Saved entries:
+++++

//! Path scope bookkeeping.

use indexmap::IndexSet;

use super::Context;
use crate::ir::{PathId, SetId};

/// Mark `path_id` and all of its prefixes as visible.
pub(crate) fn register_path_scope(path_id: &PathId, ctx: &mut Context<'_>) {
    for prefix in path_id.prefixes() {
        ctx.path_scope.register(prefix);
    }
    ctx.stmt_path_scope.insert(path_id.clone());
}

/// Registered sets for a statement-local scope. Ids without a registered
/// set are skipped.
pub(crate) fn stmt_scope_sets(scope: &IndexSet<PathId>, ctx: &Context<'_>) -> Vec<SetId> {
    let sets: IndexSet<SetId> = scope
        .iter()
        .filter_map(|path_id| ctx.sets.get(path_id).copied())
        .collect();
    sets.into_iter().collect()
}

+++++

◆ Work order
Check the lines above and copy each one that includes "Context".

◆ Task output
use super::Context;
pub(crate) fn register_path_scope(path_id: &PathId, ctx: &mut Context<'_>) {
pub(crate) fn stmt_scope_sets(scope: &IndexSet<PathId>, ctx: &Context<'_>) -> Vec<SetId> {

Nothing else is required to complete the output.